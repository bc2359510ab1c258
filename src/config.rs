//! Match configuration.
//!
//! The only value the board needs is its edge length; everything else
//! (entry cells, lanes, pawn counts) is derived from it.

use std::fmt;
use std::str::FromStr;

use serde::Serialize;

use crate::error::{ConfigResult, FieldSizeError, MAX_FIELD_SIZE, MIN_FIELD_SIZE};

/// Validated board edge length: odd, between 5 and 21 inclusive.
#[derive(Debug, Clone, Copy, PartialEq, Eq, Hash, Serialize)]
#[serde(transparent)]
pub struct FieldSize(u8);

impl FieldSize {
    /// Validate a board edge length.
    ///
    /// # Errors
    ///
    /// Returns [`FieldSizeError::TooLarge`] above 21 and
    /// [`FieldSizeError::Invalid`] for even values or values below 5.
    pub fn new(size: u32) -> ConfigResult<Self> {
        if size > u32::from(MAX_FIELD_SIZE) {
            return Err(FieldSizeError::TooLarge(size));
        }
        if size < u32::from(MIN_FIELD_SIZE) || size % 2 == 0 {
            return Err(FieldSizeError::Invalid(size));
        }
        let size = u8::try_from(size).map_err(|_| FieldSizeError::TooLarge(size))?;
        Ok(Self(size))
    }

    /// Board edge length.
    #[must_use]
    pub const fn get(self) -> u8 {
        self.0
    }

    /// Index of the middle row and column.
    #[must_use]
    pub const fn medium(self) -> u8 {
        (self.0 - 1) / 2
    }

    /// Number of pawns each side starts with.
    #[must_use]
    pub const fn pawns_per_side(self) -> u8 {
        (self.0 - 3) / 2
    }
}

impl Default for FieldSize {
    fn default() -> Self {
        Self(11)
    }
}

impl fmt::Display for FieldSize {
    fn fmt(&self, f: &mut fmt::Formatter<'_>) -> fmt::Result {
        write!(f, "{}", self.0)
    }
}

impl FromStr for FieldSize {
    type Err = FieldSizeError;

    fn from_str(s: &str) -> Result<Self, Self::Err> {
        let trimmed = s.trim();
        if trimmed.is_empty() || !trimmed.bytes().all(|b| b.is_ascii_digit()) {
            return Err(FieldSizeError::NotInteger(trimmed.to_string()));
        }
        // Digits only, so the only parse failure left is overflow.
        let size = trimmed.parse::<u32>().unwrap_or(u32::MAX);
        Self::new(size)
    }
}

/// How far a pawn travels on a move.
#[derive(Debug, Clone, Copy, PartialEq, Eq, Default, Serialize)]
#[serde(rename_all = "lowercase")]
pub enum StepRule {
    /// Every move covers exactly six cells, whatever the die shows.
    #[default]
    Fixed,
    /// A non-six roll moves by the rolled value; a six moves six.
    Rolled,
}

impl StepRule {
    /// Cells to advance for a given roll.
    #[must_use]
    pub const fn steps(self, roll: u8) -> u8 {
        match self {
            Self::Fixed => FIXED_STEPS,
            Self::Rolled => roll,
        }
    }
}

/// Distance covered by every move under [`StepRule::Fixed`].
pub const FIXED_STEPS: u8 = 6;

/// Default turn cap.
pub const DEFAULT_MAX_TURNS: u32 = 1000;

/// Everything needed to set up a match, apart from the dice.
#[derive(Debug, Clone, Copy, PartialEq, Eq, Serialize)]
pub struct MatchConfig {
    /// Board edge length.
    pub field_size: FieldSize,
    /// Movement distance rule.
    pub step_rule: StepRule,
    /// Turns after which an undecided match is a draw (0 = no cap).
    pub max_turns: u32,
}

impl MatchConfig {
    /// Default configuration on a board of the given size.
    #[must_use]
    pub fn with_size(field_size: FieldSize) -> Self {
        Self {
            field_size,
            ..Self::default()
        }
    }
}

impl Default for MatchConfig {
    fn default() -> Self {
        Self {
            field_size: FieldSize::default(),
            step_rule: StepRule::default(),
            max_turns: DEFAULT_MAX_TURNS,
        }
    }
}
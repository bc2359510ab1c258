//! Board frames and the ASCII renderer for terminal viewing with ANSI colors.

#![allow(clippy::format_push_string)]

use std::fmt;

use crate::game::{CellKind, Coord, Die, Match, MatchOutcome, MatchView, Side};

/// ANSI color codes for the sides, indexed by [`Side::index`].
const SIDE_COLORS: [&str; 2] = [
    "\x1b[31m", // A: Red
    "\x1b[34m", // B: Blue
];

const RESET: &str = "\x1b[0m";
const BOLD: &str = "\x1b[1m";
const DIM: &str = "\x1b[2m";
const GRAY: &str = "\x1b[90m";
const YELLOW: &str = "\x1b[33m";

/// Glyph drawn for an empty cell of the given kind.
#[must_use]
pub const fn cell_glyph(kind: CellKind) -> char {
    match kind {
        CellKind::Void => ' ',
        CellKind::Track => '*',
        CellKind::Lane => '#',
        CellKind::Center => 'X',
    }
}

/// The board as a grid of glyphs, with pawns drawn over the cells they
/// stand on.
///
/// `Display` gives the plain numbered grid:
/// ```text
///    0  1  2  3  4
/// 0        *  A
/// 1        #  *
/// ```
#[derive(Debug, Clone, PartialEq, Eq)]
pub struct BoardFrame {
    size: usize,
    cells: Vec<char>,
}

impl BoardFrame {
    /// Build the frame for a view. Stacked pawns show a single glyph.
    #[must_use]
    pub fn new(view: &MatchView<'_>) -> Self {
        let board = view.board;
        let size = usize::from(board.size().get());
        let mut cells: Vec<char> = board
            .cells()
            .map(|cell| cell_glyph(board.cell_kind(cell)))
            .collect();

        for player in view.players {
            for &pawn in player.pawns() {
                cells[index(size, pawn)] = player.side().glyph();
            }
        }

        Self { size, cells }
    }

    /// Frame for the current state of a match.
    #[must_use]
    pub fn from_match<D: Die>(game: &Match<D>) -> Self {
        Self::new(&game.view())
    }

    /// Board edge length.
    #[must_use]
    pub const fn size(&self) -> usize {
        self.size
    }

    /// Rows from top to bottom.
    pub fn rows(&self) -> impl Iterator<Item = &[char]> {
        self.cells.chunks(self.size)
    }
}

impl fmt::Display for BoardFrame {
    fn fmt(&self, f: &mut fmt::Formatter<'_>) -> fmt::Result {
        write!(f, " ")?;
        for col in 0..self.size {
            write!(f, "  {}", col % 10)?;
        }
        for (row, cells) in self.rows().enumerate() {
            write!(f, "\n{}", row % 10)?;
            for glyph in cells {
                write!(f, "  {glyph}")?;
            }
        }
        Ok(())
    }
}

fn index(size: usize, cell: Coord) -> usize {
    usize::from(cell.row) * size + usize::from(cell.col)
}

/// Render a match to ASCII with ANSI colors.
///
/// Output format:
/// ```text
/// Turn 12/1000                    next: A
///    0  1  2  3  4  5  6
/// 0        *  *  A
/// ...
///
/// Legend: *=Track  #=Home lane  X=Center  A/B=Pawns
///
/// Side A:  reserve 1  on track 1  finished 0
/// Side B:  reserve 2  on track 0  finished 0
/// ```
#[must_use]
pub fn render_ascii<D: Die>(game: &Match<D>) -> String {
    let mut output = String::new();

    render_header(&mut output, game);
    render_grid(&mut output, &BoardFrame::from_match(game));
    output.push_str("\nLegend: *=Track  #=Home lane  X=Center  A/B=Pawns\n\n");
    render_side_stats(&mut output, game);

    output
}

fn render_header<D: Die>(output: &mut String, game: &Match<D>) {
    let turn = game.turn();
    let header = match game.config().max_turns {
        0 => format!("Turn {turn}"),
        max => format!("Turn {turn}/{max}"),
    };
    output.push_str(&header);

    let padding = 32usize.saturating_sub(header.len());
    output.push_str(&" ".repeat(padding));

    match game.outcome() {
        MatchOutcome::Ongoing => {
            let side = game.turn_holder();
            output.push_str(&format!("next: {}{side}{RESET}", side_color(side)));
        }
        MatchOutcome::Won(side) => {
            output.push_str(&format!("{BOLD}{}{side} player won{RESET}", side_color(side)));
        }
        MatchOutcome::Draw => output.push_str(&format!("{YELLOW}draw{RESET}")),
    }
    output.push('\n');
}

fn render_grid(output: &mut String, frame: &BoardFrame) {
    output.push(' ');
    for col in 0..frame.size() {
        output.push_str(&format!("  {GRAY}{}{RESET}", col % 10));
    }
    output.push('\n');

    for (row, cells) in frame.rows().enumerate() {
        output.push_str(&format!("{GRAY}{}{RESET}", row % 10));
        for &glyph in cells {
            output.push_str("  ");
            render_glyph(output, glyph);
        }
        output.push('\n');
    }
}

fn render_glyph(output: &mut String, glyph: char) {
    match Side::BOTH.into_iter().find(|side| side.glyph() == glyph) {
        Some(side) => output.push_str(&format!("{BOLD}{}{glyph}{RESET}", side_color(side))),
        None if glyph == ' ' => output.push(' '),
        None => output.push_str(&format!("{DIM}{glyph}{RESET}")),
    }
}

fn render_side_stats<D: Die>(output: &mut String, game: &Match<D>) {
    for side in Side::BOTH {
        let player = game.player(side);
        let stats = game.stats(side);
        output.push_str(&format!(
            "{}Side {side}:{RESET}  reserve {}  on track {}  finished {}  captures {}\n",
            side_color(side),
            player.reserve_count(),
            player.pawns().len(),
            player.finished_count(),
            stats.captures,
        ));
    }
}

fn side_color(side: Side) -> &'static str {
    SIDE_COLORS[side.index()]
}
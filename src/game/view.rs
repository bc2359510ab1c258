//! Read-only snapshot of a match handed to presenters.

use crate::game::{Board, MatchEvent, PlayerState, Side};

/// Borrowed view of the board and both sides at the moment an event happens.
#[derive(Debug, Clone, Copy)]
pub struct MatchView<'a> {
    /// Board geometry.
    pub board: &'a Board,
    /// Both sides, indexed by [`Side::index`].
    pub players: &'a [PlayerState; 2],
    /// Number of the turn in progress (0 before the first turn).
    pub turn: u32,
}

impl MatchView<'_> {
    /// State of one side.
    #[must_use]
    pub fn player(&self, side: Side) -> &PlayerState {
        &self.players[side.index()]
    }
}

/// Receives every event of a match together with the state right after it.
///
/// This is the whole contract between the engine and whatever draws it:
/// a frame can be built from the view, and the event's `Display` is the
/// status line.
pub trait Presenter {
    /// Called once per event, in order.
    fn present(&mut self, view: &MatchView<'_>, event: &MatchEvent);
}

/// Discards everything.
impl Presenter for () {
    fn present(&mut self, _view: &MatchView<'_>, _event: &MatchEvent) {}
}

/// Collects the events, dropping the views.
impl Presenter for Vec<MatchEvent> {
    fn present(&mut self, _view: &MatchView<'_>, event: &MatchEvent) {
        self.push(*event);
    }
}

impl<P: Presenter + ?Sized> Presenter for &mut P {
    fn present(&mut self, view: &MatchView<'_>, event: &MatchEvent) {
        (**self).present(view, event);
    }
}
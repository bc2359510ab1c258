//! Benchmarks for running complete matches.
//!
//! This benchmarks the match loop the tournament runner spends its time in.

#![allow(missing_docs)]

use std::hint::black_box;

use criterion::{Criterion, criterion_group, criterion_main};
use parchis::game::Board;
use parchis::tournament::run_game;
use parchis::{FieldSize, Match, MatchConfig, Side, StepRule};

fn rolled(size: u32) -> MatchConfig {
    MatchConfig {
        field_size: FieldSize::new(size).unwrap_or_default(),
        step_rule: StepRule::Rolled,
        max_turns: 2000,
    }
}

fn bench_single_game(c: &mut Criterion) {
    let config = rolled(11);

    c.bench_function("single_game_11x11", |b| {
        b.iter(|| black_box(run_game(black_box(42), black_box(&config))));
    });
}

fn bench_fixed_rule_to_cap(c: &mut Criterion) {
    // Fixed steps never finish, so this always plays the full cap.
    let config = MatchConfig::default();

    c.bench_function("fixed_rule_1000_turns", |b| {
        b.iter(|| black_box(run_game(black_box(7), black_box(&config))));
    });
}

fn bench_game_batch(c: &mut Criterion) {
    let config = rolled(7);

    c.bench_function("10_games_sequential_7x7", |b| {
        b.iter(|| {
            for seed in 0..10u64 {
                black_box(run_game(black_box(seed), black_box(&config)));
            }
        });
    });
}

fn bench_single_turn(c: &mut Criterion) {
    let config = rolled(21);
    let mut game = Match::seeded(3, config);
    for _ in 0..20 {
        game.make_move(&mut ());
    }

    c.bench_function("single_turn_21x21", |b| {
        b.iter_batched(
            || game.clone(),
            |mut g| black_box(g.play_turn()),
            criterion::BatchSize::SmallInput,
        );
    });
}

fn bench_path(c: &mut Criterion) {
    let board = Board::new(FieldSize::new(21).unwrap_or_default());

    c.bench_function("path_21x21", |b| {
        b.iter(|| black_box(board.path(black_box(Side::A)).count()));
    });
}

criterion_group!(
    benches,
    bench_single_game,
    bench_fixed_rule_to_cap,
    bench_game_batch,
    bench_single_turn,
    bench_path
);
criterion_main!(benches);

----------------------------------------

● **Aim of the exercise**: From the listing above, copy all lines holding the word "drawn".

● **Exercise result**:
/// Glyph drawn for an empty cell of the given kind.
/// The board as a grid of glyphs, with pawns drawn over the cells they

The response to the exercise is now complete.